• [Records for the task]:
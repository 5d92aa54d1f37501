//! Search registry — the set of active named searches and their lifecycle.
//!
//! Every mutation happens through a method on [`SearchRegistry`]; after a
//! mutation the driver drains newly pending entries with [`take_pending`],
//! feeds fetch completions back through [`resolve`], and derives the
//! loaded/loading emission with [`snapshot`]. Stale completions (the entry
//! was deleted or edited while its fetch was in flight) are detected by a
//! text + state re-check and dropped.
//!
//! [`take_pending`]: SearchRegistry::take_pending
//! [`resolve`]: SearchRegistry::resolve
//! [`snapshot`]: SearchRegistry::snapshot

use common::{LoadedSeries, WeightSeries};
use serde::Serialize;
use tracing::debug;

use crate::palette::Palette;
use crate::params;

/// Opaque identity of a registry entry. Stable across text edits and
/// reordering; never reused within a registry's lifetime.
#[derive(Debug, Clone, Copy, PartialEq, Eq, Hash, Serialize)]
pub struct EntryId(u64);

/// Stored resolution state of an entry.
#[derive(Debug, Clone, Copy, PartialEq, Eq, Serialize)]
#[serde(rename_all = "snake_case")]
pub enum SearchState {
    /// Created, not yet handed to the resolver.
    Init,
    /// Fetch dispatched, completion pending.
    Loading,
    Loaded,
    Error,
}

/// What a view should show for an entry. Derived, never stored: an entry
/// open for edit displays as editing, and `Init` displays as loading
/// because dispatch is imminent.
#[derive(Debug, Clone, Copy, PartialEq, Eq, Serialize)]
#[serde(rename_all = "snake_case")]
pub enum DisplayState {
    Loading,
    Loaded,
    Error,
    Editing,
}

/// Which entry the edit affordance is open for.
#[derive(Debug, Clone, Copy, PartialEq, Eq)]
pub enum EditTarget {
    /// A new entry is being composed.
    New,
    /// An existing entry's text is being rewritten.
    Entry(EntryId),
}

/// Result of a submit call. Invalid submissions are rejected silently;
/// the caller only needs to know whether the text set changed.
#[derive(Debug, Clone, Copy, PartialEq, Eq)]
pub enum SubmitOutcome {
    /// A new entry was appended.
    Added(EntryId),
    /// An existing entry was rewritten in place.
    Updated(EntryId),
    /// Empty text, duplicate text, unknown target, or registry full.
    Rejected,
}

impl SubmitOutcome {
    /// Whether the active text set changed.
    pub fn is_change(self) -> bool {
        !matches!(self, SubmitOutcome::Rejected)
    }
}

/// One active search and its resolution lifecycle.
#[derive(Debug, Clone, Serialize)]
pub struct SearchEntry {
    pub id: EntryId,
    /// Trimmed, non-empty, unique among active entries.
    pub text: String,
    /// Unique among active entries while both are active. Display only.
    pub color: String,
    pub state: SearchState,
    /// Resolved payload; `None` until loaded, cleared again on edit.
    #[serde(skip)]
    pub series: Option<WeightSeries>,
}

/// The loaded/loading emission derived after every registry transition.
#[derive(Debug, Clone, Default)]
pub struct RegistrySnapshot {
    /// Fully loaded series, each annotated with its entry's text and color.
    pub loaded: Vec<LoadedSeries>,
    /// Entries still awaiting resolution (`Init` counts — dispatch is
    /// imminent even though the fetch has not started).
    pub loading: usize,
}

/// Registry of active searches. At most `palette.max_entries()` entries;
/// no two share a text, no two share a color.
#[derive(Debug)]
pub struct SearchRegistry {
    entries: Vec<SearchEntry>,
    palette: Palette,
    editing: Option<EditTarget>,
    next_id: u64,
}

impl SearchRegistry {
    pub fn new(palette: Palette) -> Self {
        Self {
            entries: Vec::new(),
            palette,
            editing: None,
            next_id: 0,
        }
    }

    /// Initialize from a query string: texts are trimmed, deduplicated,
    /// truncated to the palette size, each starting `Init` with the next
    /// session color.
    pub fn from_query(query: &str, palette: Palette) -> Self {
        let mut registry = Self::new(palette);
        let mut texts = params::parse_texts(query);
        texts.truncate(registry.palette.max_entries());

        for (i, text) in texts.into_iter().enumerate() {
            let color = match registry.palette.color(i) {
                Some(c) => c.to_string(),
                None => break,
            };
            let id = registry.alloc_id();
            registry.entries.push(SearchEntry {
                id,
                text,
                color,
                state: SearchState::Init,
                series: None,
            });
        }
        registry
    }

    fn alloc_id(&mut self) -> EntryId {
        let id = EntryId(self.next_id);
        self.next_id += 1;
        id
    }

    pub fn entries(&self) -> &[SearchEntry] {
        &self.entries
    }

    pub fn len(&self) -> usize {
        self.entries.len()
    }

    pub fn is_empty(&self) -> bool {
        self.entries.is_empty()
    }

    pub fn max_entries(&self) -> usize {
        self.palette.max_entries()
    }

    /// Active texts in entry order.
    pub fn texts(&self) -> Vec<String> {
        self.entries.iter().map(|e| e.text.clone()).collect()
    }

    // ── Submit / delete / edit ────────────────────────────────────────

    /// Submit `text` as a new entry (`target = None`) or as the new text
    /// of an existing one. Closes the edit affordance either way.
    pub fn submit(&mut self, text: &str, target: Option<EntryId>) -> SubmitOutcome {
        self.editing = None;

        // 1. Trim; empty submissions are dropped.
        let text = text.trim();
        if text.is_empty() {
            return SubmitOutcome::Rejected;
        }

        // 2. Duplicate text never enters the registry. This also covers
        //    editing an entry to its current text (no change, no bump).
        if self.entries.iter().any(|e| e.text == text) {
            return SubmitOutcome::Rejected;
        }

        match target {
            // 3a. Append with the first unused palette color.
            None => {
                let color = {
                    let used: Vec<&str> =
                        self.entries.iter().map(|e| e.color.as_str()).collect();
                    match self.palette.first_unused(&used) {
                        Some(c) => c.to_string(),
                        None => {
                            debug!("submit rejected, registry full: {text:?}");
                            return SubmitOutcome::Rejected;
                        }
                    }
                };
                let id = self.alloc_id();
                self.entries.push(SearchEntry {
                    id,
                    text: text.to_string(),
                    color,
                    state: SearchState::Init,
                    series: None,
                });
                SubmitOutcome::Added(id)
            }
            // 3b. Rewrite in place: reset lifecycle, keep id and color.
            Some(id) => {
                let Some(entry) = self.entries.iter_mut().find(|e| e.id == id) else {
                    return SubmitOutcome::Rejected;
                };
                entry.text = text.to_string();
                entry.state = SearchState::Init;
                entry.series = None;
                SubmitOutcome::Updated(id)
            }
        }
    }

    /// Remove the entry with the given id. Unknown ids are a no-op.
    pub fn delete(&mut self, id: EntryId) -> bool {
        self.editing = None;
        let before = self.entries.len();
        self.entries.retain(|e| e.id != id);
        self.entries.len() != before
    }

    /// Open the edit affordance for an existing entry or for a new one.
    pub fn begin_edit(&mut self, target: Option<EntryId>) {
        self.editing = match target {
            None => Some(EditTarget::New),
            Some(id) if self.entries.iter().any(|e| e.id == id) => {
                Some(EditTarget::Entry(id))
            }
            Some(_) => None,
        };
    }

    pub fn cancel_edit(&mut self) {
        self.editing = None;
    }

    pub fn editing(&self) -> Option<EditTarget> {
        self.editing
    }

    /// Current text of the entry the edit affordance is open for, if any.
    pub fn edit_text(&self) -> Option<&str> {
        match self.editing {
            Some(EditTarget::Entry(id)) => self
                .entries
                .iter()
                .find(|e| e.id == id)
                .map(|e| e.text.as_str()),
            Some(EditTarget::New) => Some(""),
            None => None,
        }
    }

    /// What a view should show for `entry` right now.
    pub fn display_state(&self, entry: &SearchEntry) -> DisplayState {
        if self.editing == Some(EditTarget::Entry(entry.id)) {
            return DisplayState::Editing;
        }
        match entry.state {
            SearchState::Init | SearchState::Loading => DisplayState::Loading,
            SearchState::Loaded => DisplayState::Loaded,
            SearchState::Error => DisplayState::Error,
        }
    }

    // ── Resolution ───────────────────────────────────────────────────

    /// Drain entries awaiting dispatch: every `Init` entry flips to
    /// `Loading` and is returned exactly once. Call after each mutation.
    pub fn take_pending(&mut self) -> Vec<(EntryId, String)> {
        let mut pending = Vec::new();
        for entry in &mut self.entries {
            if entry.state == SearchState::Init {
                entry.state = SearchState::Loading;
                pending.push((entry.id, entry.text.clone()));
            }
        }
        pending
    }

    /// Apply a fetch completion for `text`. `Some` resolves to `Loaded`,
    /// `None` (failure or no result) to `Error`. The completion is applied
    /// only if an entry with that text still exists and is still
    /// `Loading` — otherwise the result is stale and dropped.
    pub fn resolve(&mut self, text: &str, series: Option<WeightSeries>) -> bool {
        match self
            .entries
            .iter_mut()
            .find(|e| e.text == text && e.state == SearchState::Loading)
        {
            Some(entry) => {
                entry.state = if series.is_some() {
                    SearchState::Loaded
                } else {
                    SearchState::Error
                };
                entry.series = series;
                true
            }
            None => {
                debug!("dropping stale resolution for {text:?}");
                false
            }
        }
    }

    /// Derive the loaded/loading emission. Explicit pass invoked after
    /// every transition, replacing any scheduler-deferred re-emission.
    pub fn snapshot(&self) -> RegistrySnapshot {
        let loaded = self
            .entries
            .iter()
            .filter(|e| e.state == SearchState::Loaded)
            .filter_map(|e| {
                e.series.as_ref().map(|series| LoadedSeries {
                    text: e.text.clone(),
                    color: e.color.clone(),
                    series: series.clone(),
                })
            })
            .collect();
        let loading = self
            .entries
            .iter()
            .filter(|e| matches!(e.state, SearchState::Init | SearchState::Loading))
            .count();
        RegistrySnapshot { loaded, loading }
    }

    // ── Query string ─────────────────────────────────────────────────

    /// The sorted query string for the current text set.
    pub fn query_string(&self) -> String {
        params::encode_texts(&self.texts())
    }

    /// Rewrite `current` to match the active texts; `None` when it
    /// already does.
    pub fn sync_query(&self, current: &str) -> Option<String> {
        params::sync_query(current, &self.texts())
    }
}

==

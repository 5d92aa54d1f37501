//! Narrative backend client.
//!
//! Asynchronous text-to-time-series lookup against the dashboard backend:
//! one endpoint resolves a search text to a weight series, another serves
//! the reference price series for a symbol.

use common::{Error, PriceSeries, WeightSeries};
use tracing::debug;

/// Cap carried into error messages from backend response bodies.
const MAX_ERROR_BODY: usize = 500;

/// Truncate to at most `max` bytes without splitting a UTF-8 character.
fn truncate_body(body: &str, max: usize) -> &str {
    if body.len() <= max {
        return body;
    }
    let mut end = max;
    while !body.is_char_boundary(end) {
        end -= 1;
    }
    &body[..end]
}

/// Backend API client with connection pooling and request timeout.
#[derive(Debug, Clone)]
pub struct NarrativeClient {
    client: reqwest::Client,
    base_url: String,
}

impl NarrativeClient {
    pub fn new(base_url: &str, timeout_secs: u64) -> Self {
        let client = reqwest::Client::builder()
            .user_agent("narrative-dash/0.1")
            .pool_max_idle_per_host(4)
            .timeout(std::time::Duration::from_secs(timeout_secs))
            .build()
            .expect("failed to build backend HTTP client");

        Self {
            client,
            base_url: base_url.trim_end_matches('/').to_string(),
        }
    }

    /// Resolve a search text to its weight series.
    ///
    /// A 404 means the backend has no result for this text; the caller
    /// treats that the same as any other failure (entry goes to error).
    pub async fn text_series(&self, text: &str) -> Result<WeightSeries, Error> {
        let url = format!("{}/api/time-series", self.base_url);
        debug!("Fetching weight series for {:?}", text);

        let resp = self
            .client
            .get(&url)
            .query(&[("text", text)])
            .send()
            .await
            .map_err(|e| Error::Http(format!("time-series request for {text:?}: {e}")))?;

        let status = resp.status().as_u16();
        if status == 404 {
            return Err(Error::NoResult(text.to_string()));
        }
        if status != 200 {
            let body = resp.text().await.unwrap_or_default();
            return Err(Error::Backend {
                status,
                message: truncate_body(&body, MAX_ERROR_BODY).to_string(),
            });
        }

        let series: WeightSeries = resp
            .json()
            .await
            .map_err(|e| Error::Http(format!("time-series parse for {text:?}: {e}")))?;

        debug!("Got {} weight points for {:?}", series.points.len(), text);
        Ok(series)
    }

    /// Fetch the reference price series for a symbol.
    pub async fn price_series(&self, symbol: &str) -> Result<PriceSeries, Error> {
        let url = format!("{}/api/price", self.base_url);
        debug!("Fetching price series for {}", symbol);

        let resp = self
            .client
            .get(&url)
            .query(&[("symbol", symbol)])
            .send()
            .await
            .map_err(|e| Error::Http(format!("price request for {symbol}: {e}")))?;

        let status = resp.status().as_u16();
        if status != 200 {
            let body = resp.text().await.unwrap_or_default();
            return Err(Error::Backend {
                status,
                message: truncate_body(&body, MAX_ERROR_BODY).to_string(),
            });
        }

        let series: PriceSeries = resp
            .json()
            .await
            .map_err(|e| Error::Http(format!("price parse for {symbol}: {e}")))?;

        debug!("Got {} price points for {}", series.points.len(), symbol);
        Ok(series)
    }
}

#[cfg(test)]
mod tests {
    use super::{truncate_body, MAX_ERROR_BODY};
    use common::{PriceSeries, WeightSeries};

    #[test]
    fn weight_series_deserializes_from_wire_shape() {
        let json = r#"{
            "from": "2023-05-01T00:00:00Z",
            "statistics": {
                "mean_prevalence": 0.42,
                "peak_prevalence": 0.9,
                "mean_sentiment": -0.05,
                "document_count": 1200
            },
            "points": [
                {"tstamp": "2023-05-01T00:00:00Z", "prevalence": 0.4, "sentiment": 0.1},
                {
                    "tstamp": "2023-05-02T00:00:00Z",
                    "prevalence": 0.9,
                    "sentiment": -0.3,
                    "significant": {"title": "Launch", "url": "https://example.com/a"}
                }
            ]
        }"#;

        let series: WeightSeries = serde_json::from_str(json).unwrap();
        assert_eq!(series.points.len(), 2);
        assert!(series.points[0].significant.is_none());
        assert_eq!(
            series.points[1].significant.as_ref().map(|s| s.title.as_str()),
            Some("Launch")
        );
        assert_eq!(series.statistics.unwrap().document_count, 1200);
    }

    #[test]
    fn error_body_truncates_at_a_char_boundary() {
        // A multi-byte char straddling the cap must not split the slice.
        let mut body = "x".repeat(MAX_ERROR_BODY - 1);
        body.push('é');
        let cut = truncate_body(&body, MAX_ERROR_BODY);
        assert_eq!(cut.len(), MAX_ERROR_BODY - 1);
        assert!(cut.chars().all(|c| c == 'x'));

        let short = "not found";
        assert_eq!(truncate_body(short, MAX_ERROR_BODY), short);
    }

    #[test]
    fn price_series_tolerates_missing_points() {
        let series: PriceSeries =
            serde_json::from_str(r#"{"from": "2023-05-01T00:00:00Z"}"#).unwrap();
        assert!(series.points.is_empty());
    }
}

* * *

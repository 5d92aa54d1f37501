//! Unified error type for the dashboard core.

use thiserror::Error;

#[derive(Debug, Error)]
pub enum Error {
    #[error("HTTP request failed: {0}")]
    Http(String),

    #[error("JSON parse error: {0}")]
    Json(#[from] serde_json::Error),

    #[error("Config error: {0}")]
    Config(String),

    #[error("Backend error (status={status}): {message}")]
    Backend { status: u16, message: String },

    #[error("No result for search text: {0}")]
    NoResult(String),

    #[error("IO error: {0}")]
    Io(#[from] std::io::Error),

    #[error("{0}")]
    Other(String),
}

• [Task prompt]: Only the lines above from the one with "let Some(entry) = self.entries.iter_mut().find(|e|" through the one with "for, if any." should be duplicated, character for character.

• [Task response]:
                let Some(entry) = self.entries.iter_mut().find(|e| e.id == id) else {
                    return SubmitOutcome::Rejected;
                };
                entry.text = text.to_string();
                entry.state = SearchState::Init;
                entry.series = None;
                SubmitOutcome::Updated(id)
            }
        }
    }

    /// Remove the entry with the given id. Unknown ids are a no-op.
    pub fn delete(&mut self, id: EntryId) -> bool {
        self.editing = None;
        let before = self.entries.len();
        self.entries.retain(|e| e.id != id);
        self.entries.len() != before
    }

    /// Open the edit affordance for an existing entry or for a new one.
    pub fn begin_edit(&mut self, target: Option<EntryId>) {
        self.editing = match target {
            None => Some(EditTarget::New),
            Some(id) if self.entries.iter().any(|e| e.id == id) => {
                Some(EditTarget::Entry(id))
            }
            Some(_) => None,
        };
    }

    pub fn cancel_edit(&mut self) {
        self.editing = None;
    }

    pub fn editing(&self) -> Option<EditTarget> {
        self.editing
    }

    /// Current text of the entry the edit affordance is open for, if any.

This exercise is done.